Lab 1.5 - Bidirectional Communication

Due: 20 September


  You have now built a pan and tilt unit, and acquired data.  You no doubt noticed a couple of things when building your system:

If a user wants to perform a partial scan, waiting for a full scan would be frustrating!  Your job in this (half-) lab is to extend Lab 1 with some form of user control via the serial port.  This could include waiting for input before starting a scan, allowing the user to stop the scan, controlling the step size or scan precision, and limiting the pan angles to speed up scans.

Ways to collect data from a user in a PC for sending to an Arduino

There are many ways to enable user control of an Arduino - from simple text commands to graphical user interfaces (GUI). Either way, some message has to be passed to the Arduino over the serial port.  You can ask for a single digit that will influence the scan in some way - or you can parse a packet of data that controls multiple parts of the scan.

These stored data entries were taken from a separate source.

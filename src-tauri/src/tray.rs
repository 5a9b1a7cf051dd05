//! System tray: the status surface plus its menu and click handling.

use tauri::{
    image::Image,
    menu::{Menu, MenuItem, PredefinedMenuItem},
    tray::{MouseButton, MouseButtonState, TrayIcon, TrayIconBuilder, TrayIconEvent},
    App, AppHandle, Manager,
};
use tauri_plugin_opener::OpenerExt;
use tokio_util::sync::CancellationToken;

use crate::display::StatusSurface;
use crate::poller::{PollCommand, PollCommandSender};
use crate::render::{Bitmap, IconSet};
use crate::session;

/// Pixel size requested from the icon set for the tray
const TRAY_ICON_SIZE: u32 = 32;

const TRAY_ID: &str = "main";

/// Handles the tray callbacks need, stored as Tauri managed state.
pub struct TrayState {
    pub commands: PollCommandSender,
    pub usage_url: String,
    pub cancel: CancellationToken,
}

fn to_image(bitmap: &Bitmap) -> Image<'static> {
    Image::new_owned(bitmap.rgba().to_vec(), bitmap.size(), bitmap.size())
}

/// `StatusSurface` backed by the tray icon: icon, title (badge) and tooltip.
pub struct TraySurface {
    tray: TrayIcon,
}

impl TraySurface {
    pub fn new(tray: TrayIcon) -> Self {
        Self { tray }
    }
}

impl StatusSurface for TraySurface {
    fn set_icon(&self, icons: &IconSet) -> Result<(), String> {
        let bitmap = icons
            .best_for(TRAY_ICON_SIZE)
            .ok_or_else(|| "Icon set is empty".to_string())?;
        self.tray
            .set_icon(Some(to_image(bitmap)))
            .map_err(|e| e.to_string())
    }

    fn set_badge(&self, text: &str) -> Result<(), String> {
        let title = (!text.is_empty()).then_some(text);
        self.tray.set_title(title).map_err(|e| e.to_string())
    }

    fn set_tooltip(&self, text: &str) -> Result<(), String> {
        self.tray.set_tooltip(Some(text)).map_err(|e| e.to_string())
    }
}

fn send_command(app: &AppHandle, command: PollCommand) {
    if let Some(state) = app.try_state::<TrayState>() {
        if let Err(e) = state.commands.try_send(command) {
            log::error!("Tray: failed to send {:?}: {}", command, e);
        }
    } else {
        log::warn!("Tray: TrayState not available for {:?}", command);
    }
}

fn open_usage_page(app: &AppHandle) {
    let Some(state) = app.try_state::<TrayState>() else {
        log::warn!("Tray: TrayState not available to open usage page");
        return;
    };
    log::info!("Tray: opening {}", state.usage_url);
    if let Err(e) = app.opener().open_url(state.usage_url.as_str(), None::<&str>) {
        log::error!("Tray: failed to open usage page: {}", e);
    }
}

fn handle_menu_event(app: &AppHandle, id: &str) {
    match id {
        "refresh" => {
            log::info!("Refresh clicked");
            send_command(app, PollCommand::Refresh);
        }
        "open_usage" => open_usage_page(app),
        "set_session" => {
            log::info!("Set session key clicked");
            match session::import_session_key_from_clipboard() {
                Ok(()) => send_command(app, PollCommand::SessionChanged),
                Err(e) => log::error!("Tray: {}", e),
            }
        }
        "forget_org" => {
            log::info!("Forget organization clicked");
            send_command(app, PollCommand::ForgetOrganization);
        }
        "sign_out" => {
            log::info!("Sign out clicked");
            if let Err(e) = session::set_session_key(None) {
                log::error!("Tray: {}", e);
            }
            if std::env::var_os(session::SESSION_KEY_ENV).is_some() {
                log::warn!(
                    "Tray: {} is set in the environment and still takes effect",
                    session::SESSION_KEY_ENV
                );
            }
            send_command(app, PollCommand::SessionChanged);
        }
        "quit" => {
            log::info!("Quit clicked");
            if let Some(state) = app.try_state::<TrayState>() {
                state.cancel.cancel();
            }
            app.exit(0);
        }
        _ => {}
    }
}

/// Build the tray with its menu. Starts with the gray glyph until the first cycle lands.
pub fn build_tray(app: &App) -> tauri::Result<TrayIcon> {
    let refresh_item = MenuItem::with_id(app, "refresh", "Refresh Now", true, None::<&str>)?;
    let open_item = MenuItem::with_id(app, "open_usage", "Open Usage Page", true, None::<&str>)?;
    let session_item = MenuItem::with_id(
        app,
        "set_session",
        "Set Session Key from Clipboard",
        true,
        None::<&str>,
    )?;
    let forget_item =
        MenuItem::with_id(app, "forget_org", "Forget Organization", true, None::<&str>)?;
    let sign_out_item = MenuItem::with_id(app, "sign_out", "Sign Out", true, None::<&str>)?;
    let quit_item = MenuItem::with_id(app, "quit", "Quit", true, None::<&str>)?;

    let separator1 = PredefinedMenuItem::separator(app)?;
    let separator2 = PredefinedMenuItem::separator(app)?;

    let menu = Menu::with_items(
        app,
        &[
            &refresh_item,
            &open_item,
            &separator1,
            &session_item,
            &forget_item,
            &sign_out_item,
            &separator2,
            &quit_item,
        ],
    )?;

    let mut builder = TrayIconBuilder::with_id(TRAY_ID)
        .tooltip("Fetching usage...")
        .menu(&menu)
        .show_menu_on_left_click(false)
        .on_menu_event(|app, event| handle_menu_event(app, event.id.as_ref()))
        .on_tray_icon_event(|tray, event| {
            if let TrayIconEvent::Click {
                button: MouseButton::Left,
                button_state: MouseButtonState::Up,
                ..
            } = event
            {
                open_usage_page(tray.app_handle());
            }
        });

    if let Some(bitmap) = IconSet::error().best_for(TRAY_ICON_SIZE) {
        builder = builder.icon(to_image(bitmap));
    }

    builder.build(app)
}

Instructors are providing a few tips for getting started using Python. You will need the Python Serial library from http://pyserial.sf.net.

(Windows installers are at http://sourceforge.net/projects/pyserial/files/pyserial/2.5/)

We recommend communicating to the arduino with fixed length messages, to make decoding them simpler.  You will need to check every now and then whether you have received data on the serial port.  If you have received more bytes than required for a single message, you can read and decode a single message.


    Your deliverable for this lab is a PDF of your code, highlighting (or starring, or...) the new sections that handle bidirectional communication.  There should be a very short (a few sentences) description of your modification.  In your section on Thursday, your instructor will talk to you about your approach to bi-directional communication - a key part of the Lab 2 that will be assigned Thursday.